I had an issue with my Golden Age for the Lancaster where the fly would stick and not allow the sear to enter the half-cock notch. The sear would just ride over the fly and go straight back to the full-cock position. If I got the sear close to the fly, and rocked the hammer back and forth over the fly, eventually I could get it to push the fly out of the way and enter half-cock. I figured the fly was just a tad short, and a simple replacement fly would solve the problem.

So, I e-mailed Jim Chambers and told him what was going on. He said best thing to do was to send the lock in and let him fix it and send it back, because sometimes the fly can be tricky. No problem.

So, I finally got around to mailing the lock to him on Monday via USPS Priority Mail (costs about $4, but worth it).

I got home from work yesterday (Friday) and there was a Priority Mail box from Chambers. Priority Mail usually takes a couple of days, (Chambers is only a couple of hours away by car from me), so I figure he just about got the box, opened it, fixed the issue, and turned around and mailed it back to me on the same day.

The lock works great now, of course. Amazing service! Just thought I would share. Most of you probably already have had experiences like this... and I know he turned around the Golden Age lock just as quick when I sent back the Deluxe Siler, but that didn't require repair, just a swap.

Kudos to the Chambers family. They rock. :redthumb:

Quick build update: I have all three ramrod pipes inletted, and I have the muzzle cap on. I now need to finish getting the gaps out of the buttplate fit, get the toeplate and trigger guard installed, install the vent liner and do the patchbox. It'll just be finish work from then on out.
 
Chambers is a great company no doubt about it, but before some of you folks swamp him with "defective locks", you might want to read my thoughts on sears and flys.
I know many of you already know these things, but they bear repeating.

Locks which are made for use with set triggers have a small device built into the tumbler of the lock. This tiny part is commenly called the "fly".
The tumbler is the rotating part, with the half cock and full cock notches cut into it. The hammer is attached directly to the tumbler.

The main purpose of the "fly" is to block off access to the half cock notch by the nose, or end of the sear as it releases from the full cock position.

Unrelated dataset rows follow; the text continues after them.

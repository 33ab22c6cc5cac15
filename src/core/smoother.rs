// Temporal smoothing of landmark tracks
// Fills short gaps, holds across long ones, then filters each channel independently

use crate::models::pose::{LandmarkSet, LANDMARK_COUNT};
use crate::models::track::{FrameFill, SmoothedFrame, SmoothedTrack, Track};
use serde::{Deserialize, Serialize};

/// Per-channel low-pass filter
#[derive(Debug, Clone, Copy, PartialEq, Eq, Serialize, Deserialize)]
#[serde(rename_all = "snake_case")]
pub enum SmoothingFilter {
    /// Causal exponential moving average, alpha = 2 / (window + 1)
    Exponential,
    /// Centered quadratic least-squares fit (zero lag, not causal)
    SavitzkyGolay,
}

#[derive(Debug, Clone, PartialEq)]
pub struct SmootherConfig {
    pub window: usize,
    pub filter: SmoothingFilter,
    pub smooth_confidence: bool,
    pub max_gap_frames: usize,
}

impl Default for SmootherConfig {
    fn default() -> Self {
        Self {
            window: 3,
            filter: SmoothingFilter::Exponential,
            smooth_confidence: false,
            max_gap_frames: 5,
        }
    }
}

/// x, y, z, visibility for every landmark
type Channels = [f64; LANDMARK_COUNT * 4];

fn to_channels(set: &LandmarkSet) -> Channels {
    let mut out = [0.0; LANDMARK_COUNT * 4];
    for (i, l) in set.as_slice().iter().enumerate() {
        out[i * 4] = l.x as f64;
        out[i * 4 + 1] = l.y as f64;
        out[i * 4 + 2] = l.z as f64;
        out[i * 4 + 3] = l.visibility as f64;
    }
    out
}

/// Write filtered channels back; visibility is only replaced when `with_visibility` is set
fn apply_channels(set: &mut LandmarkSet, channels: &Channels, with_visibility: bool) {
    for (i, l) in set.as_mut_slice().iter_mut().enumerate() {
        l.x = channels[i * 4] as f32;
        l.y = channels[i * 4 + 1] as f32;
        l.z = channels[i * 4 + 2] as f32;
        if with_visibility {
            l.visibility = channels[i * 4 + 3] as f32;
        }
    }
}

pub struct TemporalSmoother {
    config: SmootherConfig,
}

impl TemporalSmoother {
    pub fn new(config: SmootherConfig) -> Self {
        Self { config }
    }

    pub fn config(&self) -> &SmootherConfig {
        &self.config
    }

    /// Smooth a raw track; output has exactly one frame per input sample
    pub fn smooth(&self, track: &Track) -> SmoothedTrack {
        let (filled, fills) = self.fill_gaps(track);

        let filtered = match self.config.filter {
            SmoothingFilter::Exponential => self.exponential(&filled),
            SmoothingFilter::SavitzkyGolay => self.savitzky_golay(&filled),
        };

        // Held frames repeat the last filtered pose; leading ones the first
        let first = filtered.iter().flatten().next().cloned();
        let mut last: Option<LandmarkSet> = None;
        let frames = track
            .samples
            .iter()
            .zip(fills)
            .zip(filtered)
            .map(|((sample, fill), output)| {
                let landmarks = match output {
                    Some(set) => {
                        last = Some(set.clone());
                        Some(set)
                    }
                    None => last.clone().or_else(|| first.clone()),
                };
                SmoothedFrame {
                    frame_index: sample.frame_index,
                    timestamp: sample.timestamp,
                    landmarks,
                    fill,
                }
            })
            .collect();

        SmoothedTrack {
            frame_rate: track.frame_rate,
            aspect_ratio: track.aspect_ratio,
            frames,
        }
    }

    /// Interpolate bounded interior gaps; everything else stays empty and is tagged Held
    fn fill_gaps(&self, track: &Track) -> (Vec<Option<LandmarkSet>>, Vec<FrameFill>) {
        let mut filled: Vec<Option<LandmarkSet>> =
            track.samples.iter().map(|s| s.landmarks.clone()).collect();
        let mut fills: Vec<FrameFill> = track
            .samples
            .iter()
            .map(|s| if s.is_gap() { FrameFill::Held } else { FrameFill::Observed })
            .collect();

        for (start, len) in track.gap_runs() {
            let end = start + len;
            if start == 0 || end >= track.samples.len() || len > self.config.max_gap_frames {
                continue;
            }
            let (before, after) = match (&track.samples[start - 1].landmarks, &track.samples[end].landmarks) {
                (Some(b), Some(a)) => (b, a),
                _ => continue,
            };
            let span = (len + 1) as f32;
            for i in start..end {
                let t = (i - start + 1) as f32 / span;
                filled[i] = Some(before.lerp(after, t));
                fills[i] = FrameFill::Interpolated;
            }
        }

        (filled, fills)
    }

    /// EMA over the non-held frames; state is frozen across held runs
    fn exponential(&self, input: &[Option<LandmarkSet>]) -> Vec<Option<LandmarkSet>> {
        let alpha = 2.0 / (self.config.window as f64 + 1.0);
        let mut state: Option<Channels> = None;

        input
            .iter()
            .map(|frame| {
                let set = frame.as_ref()?;
                let current = to_channels(set);
                let next = match state {
                    Some(prev) => {
                        let mut out = prev;
                        for (o, c) in out.iter_mut().zip(current.iter()) {
                            *o = alpha * c + (1.0 - alpha) * *o;
                        }
                        out
                    }
                    None => current,
                };
                state = Some(next);

                let mut smoothed = set.clone();
                apply_channels(&mut smoothed, &next, self.config.smooth_confidence);
                Some(smoothed)
            })
            .collect()
    }

    /// Quadratic Savitzky-Golay over each contiguous run of non-held frames
    fn savitzky_golay(&self, input: &[Option<LandmarkSet>]) -> Vec<Option<LandmarkSet>> {
        let half = self.config.window / 2;
        let channels: Vec<Option<Channels>> =
            input.iter().map(|f| f.as_ref().map(to_channels)).collect();
        let mut output: Vec<Option<LandmarkSet>> = vec![None; input.len()];

        let mut i = 0;
        while i < input.len() {
            if input[i].is_none() {
                i += 1;
                continue;
            }
            let start = i;
            while i < input.len() && input[i].is_some() {
                i += 1;
            }
            let end = i;

            for center in start..end {
                // Shrink the window symmetrically near segment ends
                let h = half.min(center - start).min(end - 1 - center);
                let weights = savitzky_golay_weights(h);
                let mut acc = [0.0; LANDMARK_COUNT * 4];
                for (k, w) in weights.iter().enumerate() {
                    if let Some(sample) = &channels[center + k - h] {
                        for (a, v) in acc.iter_mut().zip(sample.iter()) {
                            *a += w * v;
                        }
                    }
                }
                if let Some(set) = &input[center] {
                    let mut smoothed = set.clone();
                    apply_channels(&mut smoothed, &acc, self.config.smooth_confidence);
                    output[center] = Some(smoothed);
                }
            }
        }

        output
    }
}

/// Center-point weights of a quadratic fit over 2h+1 samples
fn savitzky_golay_weights(h: usize) -> Vec<f64> {
    if h == 0 {
        return vec![1.0];
    }
    let hf = h as f64;
    let norm = (2.0 * hf + 1.0) * (4.0 * hf * hf + 4.0 * hf - 3.0);
    (-(h as i64)..=h as i64)
        .map(|j| {
            let j = j as f64;
            (3.0 * (3.0 * hf * hf + 3.0 * hf - 1.0) - 15.0 * j * j) / norm
        })
        .collect()
}
// ML Model loader and manager utilities
// Handles model downloading, caching, and the process-wide estimator runtime

use crate::models::pose::{PoseConfig, PoseResult};
use crate::platform::pose::mediapipe_bridge::MediaPipeBridge;
use crate::platform::pose::{DefaultMediaPipe, PoseEstimator};
use std::fs;
use std::path::{Path, PathBuf};
use std::sync::{Arc, Mutex};

pub type ModelResult<T> = Result<T, Box<dyn std::error::Error + Send + Sync>>;

/// Model source configuration
#[derive(Debug, Clone)]
pub enum ModelSource {
    /// Local file path
    LocalFile(PathBuf),
    /// Hugging Face model hub
    HuggingFace { repo: String, filename: String },
    /// Direct URL
    Url(String),
}

impl ModelSource {
    /// Download URL for remote sources
    pub fn url(&self) -> Option<String> {
        match self {
            ModelSource::LocalFile(_) => None,
            ModelSource::HuggingFace { repo, filename } => {
                Some(format!("https://huggingface.co/{}/resolve/main/{}", repo, filename))
            }
            ModelSource::Url(url) => Some(url.clone()),
        }
    }
}

/// ML model metadata
#[derive(Debug, Clone)]
pub struct ModelInfo {
    pub name: String,
    pub version: String,
    pub source: ModelSource,
    pub size_bytes: Option<u64>,
}

/// Model manager for caching and loading ML models
pub struct ModelManager {
    cache_dir: PathBuf,
}

impl ModelManager {
    /// Create a new model manager with cache directory
    pub fn new(cache_dir: PathBuf) -> ModelResult<Self> {
        fs::create_dir_all(&cache_dir)?;
        Ok(Self { cache_dir })
    }

    pub fn cache_dir(&self) -> &Path {
        &self.cache_dir
    }

    /// Check if a model is cached
    pub fn is_cached(&self, model: &ModelInfo) -> bool {
        self.get_model_path(&model.name).exists()
    }

    /// Get the local path for a model
    pub fn get_model_path(&self, model_name: &str) -> PathBuf {
        self.cache_dir.join(model_name)
    }

    /// Fetch a model into the cache unless it is already there
    pub async fn ensure_model(&self, model: &ModelInfo) -> ModelResult<PathBuf> {
        let model_path = self.get_model_path(&model.name);

        if self.is_cached(model) {
            log::debug!("Model {} already cached at {:?}", model.name, model_path);
            return Ok(model_path);
        }

        match &model.source {
            ModelSource::LocalFile(path) => {
                log::info!("Copying model {} from {:?}", model.name, path);
                tokio::fs::copy(path, &model_path).await?;
            }
            remote => {
                let url = remote.url().ok_or("Remote source without URL")?;
                log::info!("Downloading model {} from {}", model.name, url);
                let dest = model_path.clone();
                tokio::task::spawn_blocking(move || download(&url, &dest)).await??;
            }
        }

        Ok(model_path)
    }
}

/// Download to a sibling temp file, then rename so a partial file is never cached
fn download(url: &str, dest: &Path) -> ModelResult<()> {
    let response = reqwest::blocking::get(url)?.error_for_status()?;
    let bytes = response.bytes()?;

    let partial = dest.with_extension("part");
    fs::write(&partial, &bytes)?;
    fs::rename(&partial, dest)?;

    log::info!("Downloaded {} bytes to {:?}", bytes.len(), dest);
    Ok(())
}

// ==============================================================================
// Predefined Model Configurations
// ==============================================================================

/// MediaPipe pose model configurations
pub mod mediapipe {
    use super::*;

    /// BlazePose landmark model used by the ONNX backend (256x256 NHWC input)
    pub fn pose_landmark_onnx() -> ModelInfo {
        ModelInfo {
            name: "pose_estimation_mediapipe_2023mar.onnx".to_string(),
            version: "2023mar".to_string(),
            source: ModelSource::HuggingFace {
                repo: "opencv/pose_estimation_mediapipe".to_string(),
                filename: "pose_estimation_mediapipe_2023mar.onnx".to_string(),
            },
            size_bytes: Some(5_600_000), // ~5.6 MB
        }
    }
}

// ==============================================================================
// Estimator Runtime
// ==============================================================================

static ESTIMATOR: Mutex<Option<Arc<dyn PoseEstimator>>> = Mutex::new(None);

/// Process-wide estimator, created explicitly and torn down explicitly
pub struct EstimatorRuntime;

impl EstimatorRuntime {
    /// Create the estimator with `factory` unless one is already running
    pub fn initialize<F>(factory: F) -> PoseResult<Arc<dyn PoseEstimator>>
    where
        F: FnOnce() -> PoseResult<Arc<dyn PoseEstimator>>,
    {
        let mut slot = ESTIMATOR.lock().unwrap_or_else(|e| e.into_inner());
        if let Some(estimator) = slot.as_ref() {
            return Ok(estimator.clone());
        }

        let estimator = factory()?;
        log::info!("Estimator runtime initialized: {}", estimator.model_info());
        *slot = Some(estimator.clone());
        Ok(estimator)
    }

    pub fn get() -> Option<Arc<dyn PoseEstimator>> {
        ESTIMATOR.lock().unwrap_or_else(|e| e.into_inner()).clone()
    }

    pub fn is_initialized() -> bool {
        Self::get().is_some()
    }

    /// Drop the runtime's handle; returns false when nothing was running
    pub fn shutdown() -> bool {
        let previous = ESTIMATOR.lock().unwrap_or_else(|e| e.into_inner()).take();
        if previous.is_some() {
            log::info!("Estimator runtime shut down");
        }
        previous.is_some()
    }
}

/// Build the backend selected by the enabled features
pub fn create_default_estimator(config: &PoseConfig, model_path: Option<&Path>) -> PoseResult<Arc<dyn PoseEstimator>> {
    Ok(Arc::new(DefaultMediaPipe::new(config, model_path)?))
}

#[cfg(test)]
mod tests {
    use super::*;
    use crate::platform::pose::ScriptedEstimator;
    use std::sync::atomic::{AtomicUsize, Ordering};

    #[test]
    fn test_model_manager_creation() {
        let temp_dir = tempfile::tempdir().unwrap();
        let cache = temp_dir.path().join("models");
        let manager = ModelManager::new(cache.clone()).unwrap();
        assert_eq!(manager.cache_dir(), cache.as_path());
        assert!(cache.is_dir());
    }

    #[test]
    fn test_huggingface_url() {
        let model = mediapipe::pose_landmark_onnx();
        assert_eq!(
            model.source.url().unwrap(),
            "https://huggingface.co/opencv/pose_estimation_mediapipe/resolve/main/pose_estimation_mediapipe_2023mar.onnx"
        );
        assert!(ModelSource::LocalFile(PathBuf::from("a.onnx")).url().is_none());
    }

    #[tokio::test]
    async fn test_local_model_is_copied_into_cache() {
        let temp_dir = tempfile::tempdir().unwrap();
        let source = temp_dir.path().join("pose.onnx");
        fs::write(&source, b"weights").unwrap();

        let manager = ModelManager::new(temp_dir.path().join("cache")).unwrap();
        let model = ModelInfo {
            name: "pose.onnx".to_string(),
            version: "test".to_string(),
            source: ModelSource::LocalFile(source),
            size_bytes: None,
        };

        assert!(!manager.is_cached(&model));
        let path = manager.ensure_model(&model).await.unwrap();
        assert!(manager.is_cached(&model));
        assert_eq!(fs::read(&path).unwrap(), b"weights");

        // A cached model is not fetched again
        fs::remove_file(temp_dir.path().join("pose.onnx")).unwrap();
        assert_eq!(manager.ensure_model(&model).await.unwrap(), path);
    }

    #[test]
    fn test_runtime_initialize_is_idempotent() {
        EstimatorRuntime::shutdown();
        let created = Arc::new(AtomicUsize::new(0));

        for _ in 0..3 {
            let counter = created.clone();
            EstimatorRuntime::initialize(move || {
                counter.fetch_add(1, Ordering::SeqCst);
                Ok(Arc::new(ScriptedEstimator::new(|_| Ok(None))) as Arc<dyn PoseEstimator>)
            })
            .unwrap();
        }
        assert_eq!(created.load(Ordering::SeqCst), 1);
        assert!(EstimatorRuntime::is_initialized());

        assert!(EstimatorRuntime::shutdown());
        assert!(EstimatorRuntime::get().is_none());
        assert!(!EstimatorRuntime::shutdown());
    }
}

This way, when you pull the trigger and the sear releases from the full cock notch, it won't accidently fall into the half cock notch as the tumbler rotates past it.

The fly is movable so it can swing out of the way of the sear nose when the gun is being cocked from the hammer down position. This allows the nose of the sear to fall into the half cock notch.
Note that this only occures when the hammer is being cocked from the fired position, not when the hammer is falling from the full cocked position.

I have known folks who when cocking the hammer to put it in the half cocked position raised the hammer too far past the half cock. Then when they lowered the hammer to engage the half cock notch, it just kept on going back down to the fired position. They thought the lock was defective. It was not. It was doing exactly what it is supposed to do.

When raising the hammer from the fired position, listen for the "click". When you hear it, then slowly lower the hammer and it will be in the half cock position.

This brings up the subject of a gun being at full cock with the pan primed or a cap on the nipple and the owner wanting to lower the hammer to the half cock position.
The safest way of course it to open the frizzen and blow the powder out of the pan, or remove the cap from the nipple before doing this.
That method usually doesn't fit into the shooters mind. All he wants is to remove the gun from the full cocked position.

If you want to leave the gun primed and reengage the half cock notch you must carefully lower the hammer to a position lower than the half cocked position and then carefully raise the hammer back up until you hear the "click" of the sear nose entering the half cock notch. Then carefully lower the hammer until it stops at half cock.
Be prepared for unusual happenings like the sear nose not really being in the half cock notch. These things do sometimes happen, like the lock in the original post up above.

Happy Shooting!


:)
 
Good point to bring up Zonie... I hadn't considered that folks might think their lock was broken when they were simply doing something wrong.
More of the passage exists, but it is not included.